§ Problem details: Character for character, write out the data below.

Stored records
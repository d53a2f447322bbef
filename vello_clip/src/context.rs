// Copyright 2025 the Vello Authors
// SPDX-License-Identifier: Apache-2.0 OR MIT

//! Clip state for a single drawing scope.

use crate::geometry::{IntPoint, IntRect};
use crate::stack::ClipStack;

/// Something with a pixel extent that can be drawn into.
pub trait RenderSurface {
    /// Width in pixels.
    fn width(&self) -> u32;
    /// Height in pixels.
    fn height(&self) -> u32;

    /// The pixel rectangle of the surface, anchored at the origin.
    fn bounds(&self) -> IntRect {
        IntRect::from_size(self.width(), self.height())
    }
}

impl RenderSurface for IntRect {
    fn width(&self) -> u32 {
        IntRect::width(self).unsigned_abs()
    }

    fn height(&self) -> u32 {
        IntRect::height(self).unsigned_abs()
    }

    fn bounds(&self) -> IntRect {
        *self
    }
}

/// The result of [`ClipContext::conservative_bounds`].
#[derive(Copy, Clone, Debug, PartialEq, Eq)]
pub struct DeviceBounds {
    /// Integer rectangle containing everything the clip lets through on the surface.
    ///
    /// It is in the stack's coordinate space, not surface pixels. Translate it by the
    /// context's origin to get surface pixels.
    pub rect: IntRect,
    /// Whether the clip is exactly `rect`, so a scissor rectangle can replace a mask.
    pub is_exact_rect: bool,
}

/// A borrowed clip stack together with the pixel origin of the layer it applies to.
///
/// The origin is only nonzero for layers created with an offset bounding box. A
/// context without a stack clips nothing.
#[derive(Copy, Clone, Debug, Default, PartialEq)]
pub struct ClipContext<'a> {
    stack: Option<&'a ClipStack>,
    origin: IntPoint,
}

impl<'a> ClipContext<'a> {
    pub fn new(stack: &'a ClipStack, origin: IntPoint) -> Self {
        Self {
            stack: Some(stack),
            origin,
        }
    }

    /// A context that clips nothing.
    pub fn unclipped(origin: IntPoint) -> Self {
        Self {
            stack: None,
            origin,
        }
    }

    pub fn stack(&self) -> Option<&'a ClipStack> {
        self.stack
    }

    pub fn origin(&self) -> IntPoint {
        self.origin
    }

    /// Integer bounds of the clip on `surface`, in the stack's coordinate space.
    ///
    /// The surface's pixel grid sits at `-origin` in the stack's coordinate space. The
    /// result is the stack's conservative bounds, rounded out to whole pixels, cropped to
    /// that grid. A missing or wide-open stack yields the whole grid. With origin
    /// `(10, 10)`, a `(0, 0, 100, 100)` rect clip on a 50 by 50 surface gives
    /// `(0, 0, 40, 40)`, which is surface pixels `(10, 10, 50, 50)`.
    ///
    /// `is_exact_rect` holds when the stack is a single pixel-aligned rectangle. Cropping
    /// to the surface keeps it a rectangle, so the flag survives it.
    pub fn conservative_bounds(&self, surface: &impl RenderSurface) -> DeviceBounds {
        let target = surface.bounds().translate(-self.origin);
        // A wide-open stack has no bounds.
        let clip = self
            .stack
            .and_then(|stack| Some((stack, stack.conservative_bounds()?)));
        let Some((stack, bounds)) = clip else {
            return DeviceBounds {
                rect: target,
                is_exact_rect: false,
            };
        };
        let rounded = IntRect::round_out(bounds);
        DeviceBounds {
            rect: rounded.intersect(target),
            is_exact_rect: stack.is_rect() && rounded.to_rect() == bounds,
        }
    }
}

§ Answer:
repository d53a2f447322bbef
filename vello_clip/src/context.rs
// Copyright 2025 the Vello Authors
// SPDX-License-Identifier: Apache-2.0 OR MIT

//! Clip state for a single drawing scope.

use crate::geometry::{IntPoint, IntRect};
use crate::stack::ClipStack;

/// Something with a pixel extent that can be drawn into.
pub trait RenderSurface {
    /// Width in pixels.
    fn width(&self) -> u32;
    /// Height in pixels.
    fn height(&self) -> u32;

    /// The pixel rectangle of the surface, anchored at the origin.
    fn bounds(&self) -> IntRect {
        IntRect::from_size(self.width(), self.height())
    }
}

impl RenderSurface for IntRect {
    fn width(&self) -> u32 {
        IntRect::width(self).unsigned_abs()
    }

    fn height(&self) -> u32 {
        IntRect::height(self).unsigned_abs()
    }

    fn bounds(&self) -> IntRect {
        *self
    }
}

/// The result of [`ClipContext::conservative_bounds`].
#[derive(Copy, Clone, Debug, PartialEq, Eq)]
pub struct DeviceBounds {
    /// Integer rectangle containing everything the clip lets through on the surface.
    ///
    /// It is in the stack's coordinate space, not surface pixels. Translate it by the
    /// context's origin to get surface pixels.
    pub rect: IntRect,
    /// Whether the clip is exactly `rect`, so a scissor rectangle can replace a mask.
    pub is_exact_rect: bool,
}

/// A borrowed clip stack together with the pixel origin of the layer it applies to.
///
/// The origin is only nonzero for layers created with an offset bounding box. A
/// context without a stack clips nothing.
#[derive(Copy, Clone, Debug, Default, PartialEq)]
pub struct ClipContext<'a> {
    stack: Option<&'a ClipStack>,
    origin: IntPoint,
}

impl<'a> ClipContext<'a> {
    pub fn new(stack: &'a ClipStack, origin: IntPoint) -> Self {
        Self {
            stack: Some(stack),
            origin,
        }
    }

    /// A context that clips nothing.
    pub fn unclipped(origin: IntPoint) -> Self {
        Self {
            stack: None,
            origin,
        }
    }

    pub fn stack(&self) -> Option<&'a ClipStack> {
        self.stack
    }

    pub fn origin(&self) -> IntPoint {
        self.origin
    }

    /// Integer bounds of the clip on `surface`, in the stack's coordinate space.
    ///
    /// The surface's pixel grid sits at `-origin` in the stack's coordinate space. The
    /// result is the stack's conservative bounds, rounded out to whole pixels, cropped to
    /// that grid. A missing or wide-open stack yields the whole grid. With origin
    /// `(10, 10)`, a `(0, 0, 100, 100)` rect clip on a 50 by 50 surface gives
    /// `(0, 0, 40, 40)`, which is surface pixels `(10, 10, 50, 50)`.
    ///
    /// `is_exact_rect` holds when the stack is a single pixel-aligned rectangle. Cropping
    /// to the surface keeps it a rectangle, so the flag survives it.
    pub fn conservative_bounds(&self, surface: &impl RenderSurface) -> DeviceBounds {
        let target = surface.bounds().translate(-self.origin);
        // A wide-open stack has no bounds.
        let clip = self
            .stack
            .and_then(|stack| Some((stack, stack.conservative_bounds()?)));
        let Some((stack, bounds)) = clip else {
            return DeviceBounds {
                rect: target,
                is_exact_rect: false,
            };
        };
        let rounded = IntRect::round_out(bounds);
        DeviceBounds {
            rect: rounded.intersect(target),
            is_exact_rect: stack.is_rect() && rounded.to_rect() == bounds,
        }
    }
}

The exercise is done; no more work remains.